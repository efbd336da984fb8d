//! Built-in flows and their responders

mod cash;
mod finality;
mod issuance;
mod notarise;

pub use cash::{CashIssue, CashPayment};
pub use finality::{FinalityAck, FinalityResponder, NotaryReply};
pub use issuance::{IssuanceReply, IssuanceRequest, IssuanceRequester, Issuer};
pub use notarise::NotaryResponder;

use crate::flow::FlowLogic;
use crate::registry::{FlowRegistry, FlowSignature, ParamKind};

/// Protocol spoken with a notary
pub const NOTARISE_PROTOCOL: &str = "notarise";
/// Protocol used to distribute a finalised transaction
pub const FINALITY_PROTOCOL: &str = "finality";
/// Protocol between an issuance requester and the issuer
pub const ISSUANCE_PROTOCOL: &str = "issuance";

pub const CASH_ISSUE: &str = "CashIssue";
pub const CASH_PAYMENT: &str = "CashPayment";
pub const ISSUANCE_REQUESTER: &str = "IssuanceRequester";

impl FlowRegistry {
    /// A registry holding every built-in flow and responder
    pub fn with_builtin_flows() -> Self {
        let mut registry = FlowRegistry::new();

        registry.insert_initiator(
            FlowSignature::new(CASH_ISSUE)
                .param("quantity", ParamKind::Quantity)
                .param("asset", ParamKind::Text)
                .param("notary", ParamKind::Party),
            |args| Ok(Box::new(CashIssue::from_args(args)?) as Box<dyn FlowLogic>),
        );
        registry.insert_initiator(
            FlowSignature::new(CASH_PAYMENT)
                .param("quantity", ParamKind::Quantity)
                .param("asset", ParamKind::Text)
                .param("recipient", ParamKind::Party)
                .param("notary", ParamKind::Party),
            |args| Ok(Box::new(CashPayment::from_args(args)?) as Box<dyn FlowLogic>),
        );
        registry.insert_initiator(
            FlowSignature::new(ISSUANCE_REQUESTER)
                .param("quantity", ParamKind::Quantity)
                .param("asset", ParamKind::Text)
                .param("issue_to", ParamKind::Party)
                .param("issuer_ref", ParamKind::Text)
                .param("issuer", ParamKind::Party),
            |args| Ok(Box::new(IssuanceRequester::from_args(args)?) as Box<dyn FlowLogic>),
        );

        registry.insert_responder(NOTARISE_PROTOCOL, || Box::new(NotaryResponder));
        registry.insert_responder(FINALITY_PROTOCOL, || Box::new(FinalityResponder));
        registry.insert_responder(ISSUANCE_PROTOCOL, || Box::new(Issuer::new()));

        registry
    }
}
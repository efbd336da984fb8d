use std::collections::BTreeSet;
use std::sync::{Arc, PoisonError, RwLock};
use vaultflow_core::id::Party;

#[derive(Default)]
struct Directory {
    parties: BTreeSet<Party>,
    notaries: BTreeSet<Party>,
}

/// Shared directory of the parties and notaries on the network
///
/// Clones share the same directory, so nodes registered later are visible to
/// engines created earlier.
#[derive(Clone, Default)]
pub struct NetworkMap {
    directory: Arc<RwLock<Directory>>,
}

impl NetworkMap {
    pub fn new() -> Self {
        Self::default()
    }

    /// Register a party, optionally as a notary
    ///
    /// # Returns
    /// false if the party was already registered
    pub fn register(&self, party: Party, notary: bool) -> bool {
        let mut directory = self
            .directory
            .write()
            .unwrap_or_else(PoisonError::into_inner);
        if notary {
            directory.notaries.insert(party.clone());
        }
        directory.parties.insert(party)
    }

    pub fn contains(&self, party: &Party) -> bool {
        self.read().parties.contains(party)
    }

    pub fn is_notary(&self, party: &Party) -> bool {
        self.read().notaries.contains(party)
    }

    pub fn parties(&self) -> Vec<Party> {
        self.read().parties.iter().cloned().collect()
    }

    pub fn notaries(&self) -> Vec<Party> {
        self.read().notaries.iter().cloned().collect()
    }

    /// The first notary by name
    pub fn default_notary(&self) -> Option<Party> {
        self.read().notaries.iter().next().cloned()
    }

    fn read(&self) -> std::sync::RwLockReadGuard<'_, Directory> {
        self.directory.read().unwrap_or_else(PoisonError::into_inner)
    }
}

> [What is being asked]: With nothing left out, return each entry exactly.

> [Response]:
repository efbd336da984fb8d
//! Built-in flows and their responders

mod cash;
mod finality;
mod issuance;
mod notarise;

pub use cash::{CashIssue, CashPayment};
pub use finality::{FinalityAck, FinalityResponder, NotaryReply};
pub use issuance::{IssuanceReply, IssuanceRequest, IssuanceRequester, Issuer};
pub use notarise::NotaryResponder;

use crate::flow::FlowLogic;
use crate::registry::{FlowRegistry, FlowSignature, ParamKind};

/// Protocol spoken with a notary
pub const NOTARISE_PROTOCOL: &str = "notarise";
/// Protocol used to distribute a finalised transaction
pub const FINALITY_PROTOCOL: &str = "finality";
/// Protocol between an issuance requester and the issuer
pub const ISSUANCE_PROTOCOL: &str = "issuance";

pub const CASH_ISSUE: &str = "CashIssue";
pub const CASH_PAYMENT: &str = "CashPayment";
pub const ISSUANCE_REQUESTER: &str = "IssuanceRequester";

impl FlowRegistry {
    /// A registry holding every built-in flow and responder
    pub fn with_builtin_flows() -> Self {
        let mut registry = FlowRegistry::new();

        registry.insert_initiator(
            FlowSignature::new(CASH_ISSUE)
                .param("quantity", ParamKind::Quantity)
                .param("asset", ParamKind::Text)
                .param("notary", ParamKind::Party),
            |args| Ok(Box::new(CashIssue::from_args(args)?) as Box<dyn FlowLogic>),
        );
        registry.insert_initiator(
            FlowSignature::new(CASH_PAYMENT)
                .param("quantity", ParamKind::Quantity)
                .param("asset", ParamKind::Text)
                .param("recipient", ParamKind::Party)
                .param("notary", ParamKind::Party),
            |args| Ok(Box::new(CashPayment::from_args(args)?) as Box<dyn FlowLogic>),
        );
        registry.insert_initiator(
            FlowSignature::new(ISSUANCE_REQUESTER)
                .param("quantity", ParamKind::Quantity)
                .param("asset", ParamKind::Text)
                .param("issue_to", ParamKind::Party)
                .param("issuer_ref", ParamKind::Text)
                .param("issuer", ParamKind::Party),
            |args| Ok(Box::new(IssuanceRequester::from_args(args)?) as Box<dyn FlowLogic>),
        );

        registry.insert_responder(NOTARISE_PROTOCOL, || Box::new(NotaryResponder));
        registry.insert_responder(FINALITY_PROTOCOL, || Box::new(FinalityResponder));
        registry.insert_responder(ISSUANCE_PROTOCOL, || Box::new(Issuer::new()));

        registry
    }
}
repository efbd336da984fb8d
use std::collections::BTreeSet;
use std::sync::{Arc, PoisonError, RwLock};
use vaultflow_core::id::Party;

#[derive(Default)]
struct Directory {
    parties: BTreeSet<Party>,
    notaries: BTreeSet<Party>,
}

/// Shared directory of the parties and notaries on the network
///
/// Clones share the same directory, so nodes registered later are visible to
/// engines created earlier.
#[derive(Clone, Default)]
pub struct NetworkMap {
    directory: Arc<RwLock<Directory>>,
}

impl NetworkMap {
    pub fn new() -> Self {
        Self::default()
    }

    /// Register a party, optionally as a notary
    ///
    /// # Returns
    /// false if the party was already registered
    pub fn register(&self, party: Party, notary: bool) -> bool {
        let mut directory = self
            .directory
            .write()
            .unwrap_or_else(PoisonError::into_inner);
        if notary {
            directory.notaries.insert(party.clone());
        }
        directory.parties.insert(party)
    }

    pub fn contains(&self, party: &Party) -> bool {
        self.read().parties.contains(party)
    }

    pub fn is_notary(&self, party: &Party) -> bool {
        self.read().notaries.contains(party)
    }

    pub fn parties(&self) -> Vec<Party> {
        self.read().parties.iter().cloned().collect()
    }

    pub fn notaries(&self) -> Vec<Party> {
        self.read().notaries.iter().cloned().collect()
    }

    /// The first notary by name
    pub fn default_notary(&self) -> Option<Party> {
        self.read().notaries.iter().next().cloned()
    }

    fn read(&self) -> std::sync::RwLockReadGuard<'_, Directory> {
        self.directory.read().unwrap_or_else(PoisonError::into_inner)
    }
}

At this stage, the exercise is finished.